In a war shock, ETFs could act as either a stabilizer or an additional source of pressure. If investors treat a selloff as a buying opportunity, ETF inflows could absorb some downside and help restore confidence. If institutions and wealth managers reduce crypto exposure in response to broader risk aversion, the ETF wrapper could amplify the move lower—potentially reinforcing selling that begins in derivatives with cash-market outflows during U.S. trading hours.
A U.S.-Iran conflict would also likely intensify sanctions pressure, bringing crypto closer to enforcement risk than before. Recent actions have indicated U.S. authorities are paying closer attention to digital asset platforms connected to Iranian networks.
In a wartime context, scrutiny could intensify across exchanges, intermediaries, and payment rails suspected of facilitating sanctioned transactions. At the same time, conflict could increase the use of crypto-based payment systems in sanctioned or restricted environments.
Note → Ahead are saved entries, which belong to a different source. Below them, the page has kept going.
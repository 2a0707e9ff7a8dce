// 该文件是 Wangchuan （望川） 项目的一部分。
// src/model/decode.rs - 检测输出解码
//
// 本文件根据 Apache 许可证第 2.0 版（以下简称“许可证”）授权使用；
// 除非遵守该许可证条款，否则您不得使用本文件。
// 您可通过以下网址获取许可证副本：
// http://www.apache.org/licenses/LICENSE-2.0
// 除非适用法律要求或书面同意，根据本许可协议分发的软件均按“原样”提供，
// 不附带任何形式的明示或暗示的保证或条件。
// 有关许可权限与限制的具体条款，请参阅本许可协议。
//
// Copyright (C) 2026 Johann Li <me@qinka.pro>, Wareless Group

use serde::Deserialize;

use super::{BBox, Classification, Detection, InferenceError, TensorShape};
use crate::config::Thresholds;

/// 每行候选框的得分排布
#[derive(Debug, Clone, Copy, PartialEq, Eq, Default, Deserialize)]
#[serde(rename_all = "snake_case")]
pub enum HeadLayout {
  /// `cx, cy, w, h, s_0 .. s_{C-1}`，置信度为最大类别得分
  #[default]
  ClassScores,
  /// `cx, cy, w, h, obj, s_0 .. s_{C-1}`，置信度为 `obj × 最大类别得分`
  Objectness,
  /// 整幅图像分类，输出 `[1, C]`
  Classification,
}

/// 检测头输出格式
#[derive(Debug, Clone, Copy, PartialEq, Eq, Deserialize)]
#[serde(default)]
pub struct HeadConfig {
  pub layout: HeadLayout,
  /// 输出为 `[1, 行宽, N]`（按属性存放）而不是 `[1, N, 行宽]`
  pub transposed: bool,
}

impl Default for HeadConfig {
  fn default() -> Self {
    Self {
      layout: HeadLayout::ClassScores,
      transposed: true,
    }
  }
}

impl HeadConfig {
  pub fn row_width(&self, num_classes: usize) -> usize {
    match self.layout {
      HeadLayout::ClassScores => 4 + num_classes,
      HeadLayout::Objectness => 5 + num_classes,
      HeadLayout::Classification => num_classes,
    }
  }

  fn score_offset(&self) -> usize {
    match self.layout {
      HeadLayout::ClassScores => 4,
      HeadLayout::Objectness => 5,
      HeadLayout::Classification => 0,
    }
  }

  pub fn is_classification(&self) -> bool {
    self.layout == HeadLayout::Classification
  }

  /// 输出形状与本格式匹配时返回候选框数，分类头恒为 1
  pub fn candidates(&self, shape: &TensorShape, num_classes: usize) -> Option<usize> {
    let width = self.row_width(num_classes);
    if self.is_classification() {
      return match *shape.squeezed() {
        [c] if c == width => Some(1),
        _ => None,
      };
    }
    match *shape.squeezed() {
      [c, n] if self.transposed && c == width => Some(n),
      [n, c] if !self.transposed && c == width => Some(n),
      _ => None,
    }
  }

  pub fn describe(&self, num_classes: usize) -> String {
    let width = self.row_width(num_classes);
    if self.is_classification() {
      format!("[1, {}]", width)
    } else if self.transposed {
      format!("[1, {}, N]", width)
    } else {
      format!("[1, N, {}]", width)
    }
  }
}

#[derive(Debug, Clone, Copy)]
struct Candidate {
  bbox: BBox,
  score: f32,
  class_id: usize,
  index: usize,
}

/// 可复用的解码器，内部缓冲在帧之间保留
#[derive(Debug, Default)]
pub struct Decoder {
  candidates: Vec<Candidate>,
  suppressed: Vec<bool>,
  kept: Vec<usize>,
}

impl Decoder {
  pub fn new() -> Self {
    Self::default()
  }

  /// 置信度过滤、逐类别非极大值抑制、全局取前 K 个
  ///
  /// 输出坐标为归一化画布坐标，按置信度降序排列，置信度相同时按原始行号升序。
  pub fn decode(
    &mut self,
    output: &[f32],
    head: &HeadConfig,
    labels: &[String],
    thresholds: &Thresholds,
  ) -> Result<Vec<Detection>, InferenceError> {
    if head.is_classification() {
      return Err(InferenceError::WrongHead {
        task: "检测",
        actual: head.layout,
      });
    }
    let Self {
      candidates,
      suppressed,
      kept,
    } = self;

    let num_classes = labels.len();
    let width = head.row_width(num_classes);
    if output.len() % width != 0 {
      return Err(InferenceError::MalformedOutput {
        len: output.len(),
        row_width: width,
      });
    }
    let rows = output.len() / width;
    let at = |row: usize, attr: usize| {
      if head.transposed {
        output[attr * rows + row]
      } else {
        output[row * width + attr]
      }
    };

    candidates.clear();
    let offset = head.score_offset();
    for index in 0..rows {
      let (mut best, mut class_id) = (f32::NEG_INFINITY, 0);
      for class in 0..num_classes {
        let score = at(index, offset + class);
        if score > best {
          best = score;
          class_id = class;
        }
      }
      let score = match head.layout {
        HeadLayout::ClassScores => best,
        HeadLayout::Objectness => at(index, 4) * best,
        // 分类头已在函数开头被拒绝
        HeadLayout::Classification => unreachable!(),
      };
      // NaN 也在这里被过滤
      if !(score >= thresholds.confidence) {
        continue;
      }
      candidates.push(Candidate {
        bbox: BBox::from_center(at(index, 0), at(index, 1), at(index, 2), at(index, 3)),
        score,
        class_id,
        index,
      });
    }

    candidates.sort_unstable_by(|a, b| {
      a.class_id
        .cmp(&b.class_id)
        .then(b.score.total_cmp(&a.score))
        .then(a.index.cmp(&b.index))
    });

    let total = candidates.len();
    suppressed.clear();
    suppressed.resize(total, false);
    kept.clear();

    let mut start = 0;
    while start < total {
      let class_id = candidates[start].class_id;
      let end = candidates[start..]
        .iter()
        .position(|c| c.class_id != class_id)
        .map_or(total, |len| start + len);
      for i in start..end {
        if suppressed[i] {
          continue;
        }
        kept.push(i);
        for j in (i + 1)..end {
          if !suppressed[j] && candidates[i].bbox.iou(&candidates[j].bbox) > thresholds.iou {
            suppressed[j] = true;
          }
        }
      }
      start = end;
    }

    kept.sort_unstable_by(|&a, &b| {
      let (a, b) = (&candidates[a], &candidates[b]);
      b.score.total_cmp(&a.score).then(a.index.cmp(&b.index))
    });
    kept.truncate(thresholds.max_items);

    Ok(
      kept
        .iter()
        .map(|&i| {
          let candidate = &candidates[i];
          Detection {
            bbox: candidate.bbox,
            confidence: candidate.score,
            class_id: candidate.class_id,
            label: labels[candidate.class_id].clone(),
          }
        })
        .collect(),
    )
  }

  /// 分类头：置信度过滤后按得分降序取前 K 个，得分相同时类别编号小的在前
  pub fn classify(
    &mut self,
    output: &[f32],
    head: &HeadConfig,
    labels: &[String],
    thresholds: &Thresholds,
  ) -> Result<Vec<Classification>, InferenceError> {
    if !head.is_classification() {
      return Err(InferenceError::WrongHead {
        task: "分类",
        actual: head.layout,
      });
    }
    if output.len() != labels.len() {
      return Err(InferenceError::MalformedOutput {
        len: output.len(),
        row_width: labels.len(),
      });
    }

    let kept = &mut self.kept;
    kept.clear();
    kept.extend((0..output.len()).filter(|&i| output[i] >= thresholds.confidence));
    kept.sort_unstable_by(|&a, &b| output[b].total_cmp(&output[a]).then(a.cmp(&b)));
    kept.truncate(thresholds.max_items);

    Ok(
      kept
        .iter()
        .map(|&i| Classification {
          confidence: output[i],
          class_id: i,
          label: labels[i].clone(),
        })
        .collect(),
    )
  }
}

/// 使用一次性解码器解码
pub fn decode(
  output: &[f32],
  head: &HeadConfig,
  labels: &[String],
  thresholds: &Thresholds,
) -> Result<Vec<Detection>, InferenceError> {
  Decoder::new().decode(output, head, labels, thresholds)
}

/// 使用一次性解码器分类
pub fn classify(
  output: &[f32],
  head: &HeadConfig,
  labels: &[String],
  thresholds: &Thresholds,
) -> Result<Vec<Classification>, InferenceError> {
  Decoder::new().classify(output, head, labels, thresholds)
}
However, the evidence cited in the article suggests stablecoins are more likely than Bitcoin to be used for transactional purposes under sanctions pressure. That creates an ambiguous outcome for the broader crypto market: reliance on digital rails could rise, but compliance risk, enforcement pressure, and regulatory scrutiny could also increase—potentially leading exchanges and institutional platforms to become more conservative.
Taken together, a U.S.-Iran war would likely create a two-stage market for Bitcoin.
In the first stage, oil rises, investors de-risk, downside hedging intensifies, and Bitcoin trades like a high-beta macro asset—likely meaning lower prices at the start.
The second stage would be more complex. If the energy shock is temporary, Bitcoin could stabilize once confidence returns and flows improve. If disruption is prolonged and inflation remains sticky, Bitcoin could stay under pressure alongside equities and other volatile assets.
If the oil shock is severe enough to tip the macro outlook toward recession and policy easing, Bitcoin could eventually recover sharply after the initial selloff.
The article’s overall conclusion is that war is unlikely to be simply “good” or “bad” for Bitcoin. It would probably hurt first, then force markets to determine whether inflation, recession risk, or easier monetary conditions matter most.